Lilly has been married to Alisa Blasingame since 1991.

Lilly's older sister, 50-year-old Lana Wachowski (born Laurence) publicly acknowledged her transition in 2012. While accepting the Human Rights Campaign's Visibility Award, Lana confessed that her feelings of gender confusion once had driven her to consider suicide.  "There are some things we do for ourselves," she said, "but there are some things we do for others. I am here because when I was young, I wanted very badly to be a writer, I wanted to be a filmmaker, but I couldn't find anyone like me in the world and it felt like my dreams were foreclosed simply because my gender was less typical than others. If I can be that person for someone else, then the sacrifice of my private civic life may have value."

Fast-forward four years to Lilly's announcement.

Lilly Wachowski shared a self portrait with Chicago's "Windy City Times."

She says she considers herself one of the lucky ones. "Having the support of my family and the means to afford doctors and therapists has given me the chance to actually survive this process. Transgender people without support, means and privilege do not have this luxury. And many do not survive."

While acknowledging, "we have come a long way since Silence of the Lambs," that didn't mean Lilly didn't harbor any fears about coming out in 2016. "Being transgender is not easy. We live in a majority-enforced gender binary world. This means when you're transgender you have to face the hard reality of living the rest of your life in a world that is openly hostile to you."

In Lilly's experience, the terms "transgender" and "transition" don't tell the whole story, either.

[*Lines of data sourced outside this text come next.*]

//! Incident record types: crowd reports, SOS requests, and the tagged
//! union over both.
//!
//! The two variants share a common base shape (id, coordinates, optional
//! description, timestamps) but carry variant-specific classification and
//! status fields, so the allowed status set for each is statically
//! checkable instead of living in one loosely-typed record.

use chrono::{DateTime, Utc};
use serde::{Deserialize, Serialize};
use ts_rs::TS;
use uuid::Uuid;

use crate::enums::{Channel, EmergencyType, ReportStatus, ReportType, Severity, SosStatus};
use crate::ids::{CrowdReportId, SosRequestId};

// ---------------------------------------------------------------------------
// CrowdReport
// ---------------------------------------------------------------------------

/// A crowd-sourced report of a transient ground hazard.
#[derive(Debug, Clone, PartialEq, Serialize, Deserialize, TS)]
#[ts(export, export_to = "bindings/")]
pub struct CrowdReport {
    /// Unique identifier, assigned at creation, immutable.
    pub id: CrowdReportId,
    /// What kind of hazard this is.
    pub report_type: ReportType,
    /// Optional free-text detail, at most 500 characters.
    pub description: Option<String>,
    /// Latitude in degrees, in `[-90, 90]`. Immutable after creation.
    pub latitude: f64,
    /// Longitude in degrees, in `[-180, 180]`. Immutable after creation.
    pub longitude: f64,
    /// How serious the hazard is.
    pub severity: Severity,
    /// Whether the hazard is still present.
    pub status: ReportStatus,
    /// Number of attendees who confirmed the report. Never negative;
    /// incremented only through the dedicated upvote operation.
    pub upvotes: u32,
    /// When the report was created (UTC). Immutable.
    pub created_at: DateTime<Utc>,
    /// When the report was last mutated (UTC). Always `>= created_at`.
    pub updated_at: DateTime<Utc>,
}

/// Fields supplied by a client to create a [`CrowdReport`].
///
/// Range and length validation happens at the API boundary before this
/// shape is constructed.
#[derive(Debug, Clone, PartialEq, Serialize, Deserialize, TS)]
#[ts(export, export_to = "bindings/")]
pub struct NewCrowdReport {
    /// What kind of hazard this is.
    pub report_type: ReportType,
    /// Optional free-text detail.
    pub description: Option<String>,
    /// Latitude in degrees.
    pub latitude: f64,
    /// Longitude in degrees.
    pub longitude: f64,
    /// Severity; defaults to medium when omitted.
    #[serde(default)]
    pub severity: Severity,
}

/// A partial update to a [`CrowdReport`]. `None` fields are left untouched.
#[derive(Debug, Clone, Default, PartialEq, Serialize, Deserialize, TS)]
#[ts(export, export_to = "bindings/")]
pub struct CrowdReportPatch {
    /// New status, if changing.
    pub status: Option<ReportStatus>,
    /// New severity, if changing.
    pub severity: Option<Severity>,
    /// Replacement upvote count, if overriding the counter outright.
    pub upvotes: Option<u32>,
    /// Replacement description, if changing.
    pub description: Option<String>,
}

impl CrowdReport {
    /// Build a full record from creation fields, minting a fresh id and
    /// stamping both timestamps with `now`.
    pub fn create(new: NewCrowdReport, now: DateTime<Utc>) -> Self {
        Self {
            id: CrowdReportId::new(),
            report_type: new.report_type,
            description: new.description,
            latitude: new.latitude,
            longitude: new.longitude,
            severity: new.severity,
            status: ReportStatus::default(),
            upvotes: 0,
            created_at: now,
            updated_at: now,
        }
    }

    /// Apply a partial update in place, refreshing `updated_at`.
    pub fn apply_patch(&mut self, patch: &CrowdReportPatch, now: DateTime<Utc>) {
        if let Some(status) = patch.status {
            self.status = status;
        }
        if let Some(severity) = patch.severity {
            self.severity = severity;
        }
        if let Some(upvotes) = patch.upvotes {
            self.upvotes = upvotes;
        }
        if let Some(description) = &patch.description {
            self.description = Some(description.clone());
        }
        self.updated_at = now;
    }
}

impl CrowdReportPatch {
    /// Whether the patch changes nothing.
    pub const fn is_empty(&self) -> bool {
        self.status.is_none()
            && self.severity.is_none()
            && self.upvotes.is_none()
            && self.description.is_none()
    }
}

// ---------------------------------------------------------------------------
// SosRequest
// ---------------------------------------------------------------------------

/// An emergency assistance request from an attendee.
#[derive(Debug, Clone, PartialEq, Serialize, Deserialize, TS)]
#[ts(export, export_to = "bindings/")]
pub struct SosRequest {
    /// Unique identifier, assigned at creation, immutable.
    pub id: SosRequestId,
    /// What kind of emergency this is.
    pub emergency_type: EmergencyType,
    /// Optional free-text detail, at most 500 characters.
    pub description: Option<String>,
    /// Latitude in degrees, in `[-90, 90]`. Immutable after creation.
    pub latitude: f64,
    /// Longitude in degrees, in `[-180, 180]`. Immutable after creation.
    pub longitude: f64,
    /// Where the request is in its response lifecycle.
    pub status: SosStatus,
    /// Optional callback number over the permissive phone charset.
    pub contact_phone: Option<String>,
    /// When the request was created (UTC). Immutable.
    pub created_at: DateTime<Utc>,
    /// When the request was last mutated (UTC). Always `>= created_at`.
    pub updated_at: DateTime<Utc>,
}

/// Fields supplied by a client to create an [`SosRequest`].
#[derive(Debug, Clone, PartialEq, Serialize, Deserialize, TS)]
#[ts(export, export_to = "bindings/")]
pub struct NewSosRequest {
    /// What kind of emergency this is.
    pub emergency_type: EmergencyType,
    /// Optional free-text detail.
    pub description: Option<String>,
    /// Latitude in degrees.
    pub latitude: f64,
    /// Longitude in degrees.
    pub longitude: f64,
    /// Optional callback number.
    pub contact_phone: Option<String>,
}

/// A partial update to an [`SosRequest`]. `None` fields are left untouched.
///
/// A status change inside a patch still goes through the forward-only
/// transition guard in the service layer.
#[derive(Debug, Clone, Default, PartialEq, Serialize, Deserialize, TS)]
#[ts(export, export_to = "bindings/")]
pub struct SosRequestPatch {
    /// New status, if changing.
    pub status: Option<SosStatus>,
    /// Replacement description, if changing.
    pub description: Option<String>,
    /// Replacement callback number, if changing.
    pub contact_phone: Option<String>,
}

impl SosRequest {
    /// Build a full record from creation fields, minting a fresh id and
    /// stamping both timestamps with `now`.
    pub fn create(new: NewSosRequest, now: DateTime<Utc>) -> Self {
        Self {
            id: SosRequestId::new(),
            emergency_type: new.emergency_type,
            description: new.description,
            latitude: new.latitude,
            longitude: new.longitude,
            status: SosStatus::default(),
            contact_phone: new.contact_phone,
            created_at: now,
            updated_at: now,
        }
    }

    /// Apply a partial update in place, refreshing `updated_at`.
    pub fn apply_patch(&mut self, patch: &SosRequestPatch, now: DateTime<Utc>) {
        if let Some(status) = patch.status {
            self.status = status;
        }
        if let Some(description) = &patch.description {
            self.description = Some(description.clone());
        }
        if let Some(contact_phone) = &patch.contact_phone {
            self.contact_phone = Some(contact_phone.clone());
        }
        self.updated_at = now;
    }
}

impl SosRequestPatch {
    /// Whether the patch changes nothing.
    pub const fn is_empty(&self) -> bool {
        self.status.is_none() && self.description.is_none() && self.contact_phone.is_none()
    }
}

// ---------------------------------------------------------------------------
// Incident (tagged union)
// ---------------------------------------------------------------------------

/// Either incident variant, tagged with `kind` on the wire.
#[derive(Debug, Clone, PartialEq, Serialize, Deserialize, TS)]
#[ts(export, export_to = "bindings/")]
#[serde(tag = "kind", rename_all = "snake_case")]
pub enum Incident {
    /// A crowd-sourced hazard report.
    CrowdReport(CrowdReport),
    /// An emergency assistance request.
    SosRequest(SosRequest),
}

impl Incident {
    /// The record's unique identifier as a bare [`Uuid`].
    pub const fn uuid(&self) -> Uuid {
        match self {
            Self::CrowdReport(r) => r.id.into_inner(),
            Self::SosRequest(s) => s.id.into_inner(),
        }
    }

    /// The broadcast channel this incident's lifecycle events go out on.
    pub const fn channel(&self) -> Channel {
        match self {
            Self::CrowdReport(_) => Channel::CrowdReports,
            Self::SosRequest(_) => Channel::SosRequests,
        }
    }

    /// Latitude in degrees.
    pub const fn latitude(&self) -> f64 {
        match self {
            Self::CrowdReport(r) => r.latitude,
            Self::SosRequest(s) => s.latitude,
        }
    }

    /// Longitude in degrees.
    pub const fn longitude(&self) -> f64 {
        match self {
            Self::CrowdReport(r) => r.longitude,
            Self::SosRequest(s) => s.longitude,
        }
    }

    /// Creation timestamp (UTC).
    pub const fn created_at(&self) -> DateTime<Utc> {
        match self {
            Self::CrowdReport(r) => r.created_at,
            Self::SosRequest(s) => s.created_at,
        }
    }
}

impl From<CrowdReport> for Incident {
    fn from(report: CrowdReport) -> Self {
        Self::CrowdReport(report)
    }
}

impl From<SosRequest> for Incident {
    fn from(request: SosRequest) -> Self {
        Self::SosRequest(request)
    }
}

"To be transgender is something largely understood as existing within the dogmatic terminus of male or female," she wrote. "And to 'transition' imparts a sense of immediacy, a before and after from one terminus to another. But the reality, my reality is that I've been transitioning and will continue to transition all of my life, through the infinite that exists between male and female as it does in the infinite between the binary of zero and one. We need to elevate the dialogue beyond the simplicity of binary."

She echoed Lana's speech when she closed her essay with her new mission statement: "So I will continue to be an optimist adding my shoulder to the Sisyphean struggle of progress, and, in my very being, be an example of the potentiality of another world."